• _Work item_: Go through the data and retrieve each line that includes the string "values".

------ Task data ------

mod git_lowlevel;
mod git_types;

pub mod git_interop;
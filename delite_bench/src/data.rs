use std::ops::Range;

/// Timings of one run in seconds, in execution order.
#[derive(Debug, Clone, Default, PartialEq)]
pub struct SampleSet(Vec<f64>);

impl SampleSet {
    pub fn new(samples: Vec<f64>) -> SampleSet {
        SampleSet(samples)
    }

    pub fn empty() -> SampleSet {
        SampleSet(Vec::new())
    }

    pub fn len(&self) -> usize {
        self.0.len()
    }

    pub fn is_empty(&self) -> bool {
        self.0.is_empty()
    }

    pub fn as_slice(&self) -> &[f64] {
        &self.0
    }

    pub fn iter(&self) -> impl Iterator<Item = f64> + '_ {
        self.0.iter().copied()
    }

    /// Samples at the given indices, keeping their order. Out of range indices are ignored.
    #[must_use]
    pub fn slice(&self, range: Range<usize>) -> SampleSet {
        let end = range.end.min(self.0.len());
        let start = range.start.min(end);
        SampleSet(self.0[start..end].to_vec())
    }
}

impl From<Vec<f64>> for SampleSet {
    fn from(samples: Vec<f64>) -> Self {
        SampleSet(samples)
    }
}

impl FromIterator<f64> for SampleSet {
    fn from_iter<T: IntoIterator<Item = f64>>(iter: T) -> Self {
        SampleSet(iter.into_iter().collect())
    }
}

#[cfg(test)]
mod tests {
    use super::*;

    #[test]
    fn slice_clamps_to_length() {
        let samples = SampleSet::from(vec![1.0, 2.0, 3.0]);
        assert_eq!(samples.slice(1..3).as_slice(), &[2.0, 3.0]);
        assert_eq!(samples.slice(2..10).as_slice(), &[3.0]);
        assert!(samples.slice(5..10).is_empty());
    }
}
use std::path::PathBuf;

/// Failures that abort a whole invocation before any app is staged or a report is written.
#[derive(Debug, thiserror::Error)]
pub enum BenchError {
    #[error("Repository contains uncommitted changes. Commit them before benchmarking or pass --force.")]
    UncommittedChanges,

    #[error("Unable to resolve the commit hash of HEAD")]
    UnresolvedCommit,

    #[error("Unknown application '{0}'. Run 'delite-bench list' to see the registered apps.")]
    UnknownApp(String),

    #[error("Unknown DSL '{0}'")]
    UnknownDsl(String),

    #[error("No timed commits found below {}", .0.display())]
    NoTimedCommits(PathBuf),
}
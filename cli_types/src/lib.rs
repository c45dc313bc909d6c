use anyhow::{anyhow, Result};
use clap::{Args, Parser, Subcommand, ValueEnum};
use std::path::PathBuf;
use std::str::FromStr;

#[derive(ValueEnum, Copy, Clone, Debug, PartialEq, Eq)]
pub enum WarmupMode {
    /// Drop the first half of the samples of every run
    #[value(name = "half")]
    HalfDiscard,
    /// Drop a fixed number of samples; runs with an unexpected sample count are ignored
    #[value(name = "fixed")]
    FixedCount,
}

impl FromStr for WarmupMode {
    type Err = anyhow::Error;

    fn from_str(s: &str) -> Result<Self, Self::Err> {
        match s {
            "half" => Ok(WarmupMode::HalfDiscard),
            "fixed" => Ok(WarmupMode::FixedCount),
            _ => Err(anyhow!(
                "Invalid warm-up policy: {}. Valid values are 'half' or 'fixed'",
                s
            )),
        }
    }
}

#[derive(ValueEnum, Copy, Clone, Debug, PartialEq, Eq)]
pub enum InputKind {
    Int,
    #[value(name = "str")]
    Str,
    Float,
}

impl FromStr for InputKind {
    type Err = anyhow::Error;

    fn from_str(s: &str) -> Result<Self, Self::Err> {
        match s {
            "int" => Ok(InputKind::Int),
            "str" => Ok(InputKind::Str),
            "float" => Ok(InputKind::Float),
            _ => Err(anyhow!(
                "Invalid input kind: {}. Valid values are 'int', 'str' or 'float'",
                s
            )),
        }
    }
}

/// A named, typed input handed to an inline program.
#[derive(Clone, Debug, PartialEq)]
pub struct CliInput {
    pub name: String,
    pub kind: InputKind,
    pub value: String,
}

#[derive(Parser)]
#[command(version, name = "delite-bench")]
pub struct Cli {
    /// Increase verbosity level (can be specified multiple times.) The first level sets level
    /// "info", second sets level "debug", and third sets level "trace" for the logger.
    #[arg(short, long, action = clap::ArgAction::Count, global = true)]
    pub verbose: u8,

    #[command(subcommand)]
    pub command: Commands,
}

#[derive(Args)]
pub struct CliStorage {
    /// Directory holding the per-commit timing data, relative to the repository root
    #[arg(short = 'o', long)]
    pub output_root: Option<PathBuf>,
}

#[derive(Args)]
pub struct CliWarmup {
    /// How warm-up samples are discarded before averaging.
    /// Defaults to the configured policy, or "half" when nothing is configured.
    #[arg(short = 'w', long, value_enum)]
    pub warmup: Option<WarmupMode>,

    /// Number of leading samples to discard. Implies the "fixed" policy.
    #[arg(short = 'd', long)]
    pub discard: Option<usize>,
}

#[derive(Subcommand)]
pub enum Commands {
    /// Stage and time the selected apps under each of their configurations for the
    /// current commit, then generate a version comparison report.
    ///
    /// Stage and run output is captured next to the timing files in
    /// `<output-root>/<commit>/`. A failing stage or run does not abort the batch;
    /// the affected cell is reported as missing.
    Run {
        /// Run even if the repository contains uncommitted changes
        #[arg(short, long)]
        force: bool,

        /// Number of times each app is run per configuration
        #[arg(short = 'r', long, value_parser=clap::value_parser!(u16).range(1..))]
        runs: Option<u16>,

        /// Apps to run, by registry key. Defaults to the default app set.
        #[arg(short = 'a', long = "app", value_parser=parse_spaceless_string)]
        apps: Vec<String>,

        /// Only run configurations whose name matches one of these regular expressions
        #[arg(short = 'c', long = "config")]
        config_filter: Vec<String>,

        /// Reuse previously captured output instead of invoking the toolchain
        #[arg(short, long)]
        skip_execution: bool,

        /// Do not rebuild the published DSL trees before staging
        #[arg(long)]
        skip_publish: bool,

        /// Do not generate a report after running
        #[arg(long)]
        skip_report: bool,

        /// Number of timed commits shown per version comparison plot
        #[arg(short = 'b', long)]
        bars: Option<usize>,

        #[command(flatten)]
        warmup: CliWarmup,

        #[command(flatten)]
        storage: CliStorage,
    },

    /// Create an HTML (and optionally an XML spreadsheet) performance report from
    /// previously stored timings.
    Report {
        /// Number of timed commits shown per version comparison plot
        #[arg(short = 'b', long)]
        bars: Option<usize>,

        /// Comma-separated list of apps to compare against each other
        #[arg(short = 'a', long = "app-comparison", conflicts_with = "app_comparison_default")]
        app_comparison: Vec<String>,

        /// Use the default app comparisons
        #[arg(short = 'A', long)]
        app_comparison_default: bool,

        /// App to generate a version comparison plot for
        #[arg(short = 'c', long = "ver-comparison", conflicts_with = "ver_comparison_default")]
        ver_comparison: Vec<String>,

        /// Use the default apps for version comparison
        #[arg(short = 'C', long)]
        ver_comparison_default: bool,

        /// App to generate a spreadsheet for
        #[arg(short = 'x', long = "xml", conflicts_with = "xml_default")]
        xml: Vec<String>,

        /// Use the default apps for spreadsheet generation
        #[arg(short = 'X', long)]
        xml_default: bool,

        /// Compare these commits instead of the most recent timed ones
        #[arg(long = "hash", value_parser=parse_spaceless_string)]
        hashes: Vec<String>,

        /// Directory to write the report into.
        /// Defaults to `<output-root>/<newest commit>/report`.
        #[arg(long)]
        output_dir: Option<PathBuf>,

        /// Expected number of samples per run for the "fixed" warm-up policy
        #[arg(short = 'r', long, value_parser=clap::value_parser!(u16).range(1..))]
        runs: Option<u16>,

        #[command(flatten)]
        warmup: CliWarmup,

        #[command(flatten)]
        storage: CliStorage,
    },

    /// List the registered DSLs, apps and configurations
    List {},

    /// Compile and run a snippet of DSL code with typed inputs and print its output
    Inline {
        /// Name of the DSL the snippet is written in
        #[arg(long)]
        dsl: String,

        /// File containing the snippet
        #[arg(long)]
        code: PathBuf,

        /// Input of the form `name=kind:value` with kind one of int, str, float
        #[arg(short, long = "input", value_parser=parse_input)]
        inputs: Vec<CliInput>,
    },
}

fn parse_spaceless_string(s: &str) -> Result<String> {
    if s.split_whitespace().count() > 1 {
        Err(anyhow!("invalid string/key/value: found space in '{}'", s))
    } else {
        Ok(String::from(s))
    }
}

fn parse_input(s: &str) -> Result<CliInput> {
    let (name, rest) = s
        .split_once('=')
        .ok_or_else(|| anyhow!("invalid input: no '=' found in '{}'", s))?;
    let (kind, value) = rest
        .split_once(':')
        .ok_or_else(|| anyhow!("invalid input: no ':' found after '=' in '{}'", s))?;
    let name = parse_spaceless_string(name)?;
    if name.is_empty() {
        return Err(anyhow!("invalid input: empty name in '{}'", s));
    }
    Ok(CliInput {
        name,
        kind: kind.parse()?,
        value: value.to_owned(),
    })
}

#[cfg(test)]
mod test {
    use clap::CommandFactory;

    use super::*;

    #[test]
    fn verify_cli() {
        Cli::command().debug_assert()
    }

    #[test]
    fn verify_input_parsing() {
        assert_eq!(
            parse_input("n=int:42").unwrap(),
            CliInput {
                name: "n".to_string(),
                kind: InputKind::Int,
                value: "42".to_string(),
            }
        );

        // Only the first ':' separates kind and value
        let input = parse_input("path=str:/data/a:b").unwrap();
        assert_eq!(input.kind, InputKind::Str);
        assert_eq!(input.value, "/data/a:b");

        assert!(parse_input("novalue").is_err());
        assert!(parse_input("n=42").is_err());
        assert!(parse_input("n=double:4.2").is_err());
        assert!(parse_input("=int:4").is_err());
    }

    #[test]
    fn verify_warmup_mode_parsing() {
        assert_eq!(
            "half".parse::<WarmupMode>().unwrap(),
            WarmupMode::HalfDiscard
        );
        assert_eq!(
            "fixed".parse::<WarmupMode>().unwrap(),
            WarmupMode::FixedCount
        );
        assert!("all".parse::<WarmupMode>().is_err());
    }

    #[test]
    fn conflicting_comparison_flags() {
        let res = Cli::try_parse_from(["delite-bench", "report", "-c", "gda", "-C"]);
        assert!(res.is_err());

        let res = Cli::try_parse_from(["delite-bench", "report", "-a", "gda,delite_gda", "-x", "gda"]);
        assert!(res.is_ok());
    }
}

------

• _Reply_:
                "Invalid warm-up policy: {}. Valid values are 'half' or 'fixed'",
                "Invalid input kind: {}. Valid values are 'int', 'str' or 'float'",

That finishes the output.